As City Expands, Police Push for Red-Light Cameras
Proponents Say Device Increases Safety; Foes Fear an Invasion of Drivers' Privacy
By Fredrick Kunkle
Washington Post Staff Writer
Sunday, August 1, 2004; Page C05
The debate over whether red-light cameras benefit public safety or simply abet -- and enrich -- Big Brother's intrusiveness has arrived in the city of Frederick, where officials are studying the possibility of installing the devices to regulate traffic at its most dangerous intersections.
In another sign of the city's transformation from a rural county seat into a busy suburb, the Frederick Police Department urged the Board of Aldermen last month to authorize the establishment of a red-light camera program in the city. After fielding questions about their efficacy and the need for cameras, the police department is expected to return to City Hall in the next few weeks with statistics and studies for officials to consider.
"The city is growing, people are coming, and everybody's in a hurry," Police Chief Kim C. Dine said.
But the proposal already has generated some sparks.
"They're horrible. They should be banished from the face of the Earth," said Sen. Alex X. Mooney (R-Frederick), who has introduced legislation to eliminate them.
A mounted red-light camera takes pictures of a vehicle after sensors detect that the traffic light has turned red and the offending vehicle has entered the intersection. Although early models took snapshots, newer devices record several seconds of digital videotape.
Mooney, whose district includes Frederick and Washington counties, knows about red-light cameras firsthand. He said he had to take a day off work to contest a red-light camera violation in Prince George's County after someone stole his 1999 Saturn before the 2003 General Assembly session. Another such ticket was slapped on his car in Virginia. Both tickets were dismissed.
Mooney said he objects to a practice that treats people as guilty before proven innocent. He said the devices are nothing more than an underhanded effort by cash-strapped municipalities to raise money. "They're un-American," he said.
In 2003, the city of Frederick had 69 accidents at intersections controlled by traffic signals, and the primary cause was red-light running, Lt.
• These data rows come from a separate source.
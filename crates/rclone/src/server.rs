use csi_proto::{Controller, ControllerService, Identity, Node, NodeService};
use futures::TryStreamExt;
use std::{
  fmt, io,
  net::SocketAddr,
  path::{Path, PathBuf},
  pin::Pin,
  str::FromStr,
  sync::Arc,
  task::{Context, Poll},
};
use thiserror::Error;
use tokio::{
  io::{AsyncRead, AsyncWrite, ReadBuf},
  net::UnixListener,
};
use tokio_stream::wrappers::UnixListenerStream;
use tokio_util::sync::CancellationToken;
use tonic::transport::{server::Connected, Server};
use tracing::{info, warn};

const UNIX_SCHEME: &str = "unix://";
const TCP_SCHEME: &str = "tcp://";

#[derive(Debug, Error)]
pub enum EndpointError {
  #[error("unsupported endpoint scheme in {0:?}, expected unix:// or tcp://")]
  UnsupportedScheme(String),
  #[error("endpoint {0:?} has no path")]
  EmptyPath(String),
  #[error("invalid tcp endpoint {0:?}: {1}")]
  InvalidAddress(String, std::net::AddrParseError),
}

#[derive(Debug, Error)]
pub enum ServeError {
  #[error("failed to bind {0}: {1}")]
  Bind(String, #[source] io::Error),
  #[error(transparent)]
  Transport(#[from] tonic::transport::Error),
}

/// Where the CSI services listen.
#[derive(Debug, Clone, PartialEq, Eq)]
pub enum Endpoint {
  Unix(PathBuf),
  Tcp(SocketAddr),
}

impl FromStr for Endpoint {
  type Err = EndpointError;

  fn from_str(value: &str) -> Result<Self, Self::Err> {
    if let Some(path) = value.strip_prefix(UNIX_SCHEME) {
      if path.is_empty() {
        return Err(EndpointError::EmptyPath(value.to_owned()));
      }

      return Ok(Endpoint::Unix(PathBuf::from(path)));
    }

    if let Some(addr) = value.strip_prefix(TCP_SCHEME) {
      return addr
        .parse()
        .map(Endpoint::Tcp)
        .map_err(|e| EndpointError::InvalidAddress(value.to_owned(), e));
    }

    Err(EndpointError::UnsupportedScheme(value.to_owned()))
  }
}

impl fmt::Display for Endpoint {
  fn fmt(&self, f: &mut fmt::Formatter<'_>) -> fmt::Result {
    match self {
      Endpoint::Unix(path) => write!(f, "{}{}", UNIX_SCHEME, path.display()),
      Endpoint::Tcp(addr) => write!(f, "{}{}", TCP_SCHEME, addr),
    }
  }
}

/// A unix socket connection that tonic can serve.
#[derive(Debug)]
pub struct UnixStream(tokio::net::UnixStream);

impl Connected for UnixStream {
  fn remote_addr(&self) -> Option<SocketAddr> {
    None
  }
}

impl AsyncRead for UnixStream {
  fn poll_read(
    mut self: Pin<&mut Self>,
    cx: &mut Context<'_>,
    buf: &mut ReadBuf<'_>,
  ) -> Poll<io::Result<()>> {
    Pin::new(&mut self.0).poll_read(cx, buf)
  }
}

impl AsyncWrite for UnixStream {
  fn poll_write(mut self: Pin<&mut Self>, cx: &mut Context<'_>, buf: &[u8]) -> Poll<io::Result<usize>> {
    Pin::new(&mut self.0).poll_write(cx, buf)
  }

  fn poll_flush(mut self: Pin<&mut Self>, cx: &mut Context<'_>) -> Poll<io::Result<()>> {
    Pin::new(&mut self.0).poll_flush(cx)
  }

  fn poll_shutdown(mut self: Pin<&mut Self>, cx: &mut Context<'_>) -> Poll<io::Result<()>> {
    Pin::new(&mut self.0).poll_shutdown(cx)
  }
}

/// Bind a unix socket at `path`, replacing a socket left behind by a
/// previous run.
pub fn bind_unix(path: &Path) -> io::Result<UnixListener> {
  match std::fs::remove_file(path) {
    Ok(()) => warn!(path = %path.display(), "Removed stale socket"),
    Err(e) if e.kind() == io::ErrorKind::NotFound => {}
    Err(e) => return Err(e),
  }

  if let Some(parent) = path.parent() {
    std::fs::create_dir_all(parent)?;
  }

  UnixListener::bind(path)
}

/// Serve the identity, controller and node services of `driver` on
/// `endpoint` until `shutdown` is cancelled.
pub async fn serve<D>(
  driver: Arc<D>,
  endpoint: &Endpoint,
  shutdown: CancellationToken,
) -> Result<(), ServeError>
where
  D: ControllerService + NodeService,
{
  let router = Server::builder()
    .add_service(Identity::new(driver.clone()).with_controller_service().into_server())
    .add_service(Controller::new(driver.clone()).into_server())
    .add_service(Node::new(driver).into_server());

  info!(%endpoint, "Serving CSI");
  match endpoint {
    Endpoint::Unix(path) => {
      let listener = bind_unix(path).map_err(|e| ServeError::Bind(endpoint.to_string(), e))?;
      let incoming = UnixListenerStream::new(listener).map_ok(UnixStream);
      let result = router
        .serve_with_incoming_shutdown(incoming, shutdown.cancelled())
        .await;

      if let Err(e) = std::fs::remove_file(path) {
        warn!(error = %e, "Failed to remove socket");
      }
      result?;
    }
    Endpoint::Tcp(addr) => {
      router.serve_with_shutdown(*addr, shutdown.cancelled()).await?;
    }
  }

  info!("CSI server stopped");
  Ok(())
}

#[cfg(test)]
mod tests {
  use super::*;
  use test_case::test_case;

  #[test_case("unix:///tmp/csi.sock", Endpoint::Unix("/tmp/csi.sock".into()) ; "unix")]
  #[test_case("tcp://127.0.0.1:10000", Endpoint::Tcp(([127, 0, 0, 1], 10000).into()) ; "tcp")]
  fn parses_endpoints(value: &str, expected: Endpoint) {
    let endpoint: Endpoint = value.parse().unwrap();
    assert_eq!(endpoint, expected);
    assert_eq!(endpoint.to_string(), value);
  }

  #[test_case("/tmp/csi.sock" ; "bare path")]
  #[test_case("http://localhost" ; "other scheme")]
  #[test_case("unix://" ; "empty path")]
  #[test_case("tcp://localhost" ; "missing port")]
  fn rejects_endpoints(value: &str) {
    assert!(value.parse::<Endpoint>().is_err());
  }

  #[tokio::test]
  async fn bind_replaces_stale_socket() {
    let dir = tempfile::tempdir().unwrap();
    let path = dir.path().join("plugins/csi.sock");

    let first = bind_unix(&path).unwrap();
    drop(first);
    assert!(path.exists());

    let _second = bind_unix(&path).unwrap();
  }

  #[tokio::test]
  async fn serve_stops_on_shutdown() {
    use crate::{config::DriverOptions, driver::RcloneDriver, rc::FakeRemoteControl};
    use csi_mount_utils::FakeMounter;

    let dir = tempfile::tempdir().unwrap();
    let options = DriverOptions {
      node_id: "node-1".into(),
      remote: "r:".into(),
      work_dir: Some(dir.path().to_owned()),
      ..Default::default()
    };
    let shutdown = CancellationToken::new();
    let driver = RcloneDriver::new(
      &options,
      FakeRemoteControl::new(vec!["r"]),
      FakeMounter::with_mount_points(None),
      shutdown.clone(),
    )
    .unwrap();

    let path = dir.path().join("csi.sock");
    let endpoint = Endpoint::Unix(path.clone());
    let server = tokio::spawn({
      let shutdown = shutdown.clone();
      async move { serve(Arc::new(driver), &endpoint, shutdown).await }
    });

    while !path.exists() {
      tokio::time::sleep(std::time::Duration::from_millis(5)).await;
    }
    tokio::net::UnixStream::connect(&path).await.unwrap();

    shutdown.cancel();
    server.await.unwrap().unwrap();
    assert!(!path.exists());
  }
}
Shawn Martyak said.
The most likely candidates for the red-light cameras are the busy intersections along Route 40 west of Frederick, a four-lane strip of fast-food chains, shopping plazas and malls known as "the Golden Mile." The road also runs east and west between heavily traveled Interstate 70 and Route 15.
In 2003, the year for which the most recent statistics are available, the Maryland State Highway Administration counted 15 accidents at the intersection of Route 40 and Hillcrest Drive, said MHA spokeswoman Kellie Boulware.
Other problem Route 40 intersections include those at Baughman's Lane and McCain Drive, Thomas Johnson Drive and Oppossumtown Pike.
If adopted, the city would join a growing list of jurisdictions that have contracted with vendors to install red-light cameras.
Howard County was the first jurisdiction in Maryland to use red-light cameras. Maryland and Virginia are among 14 states that employ the devices, as does the District.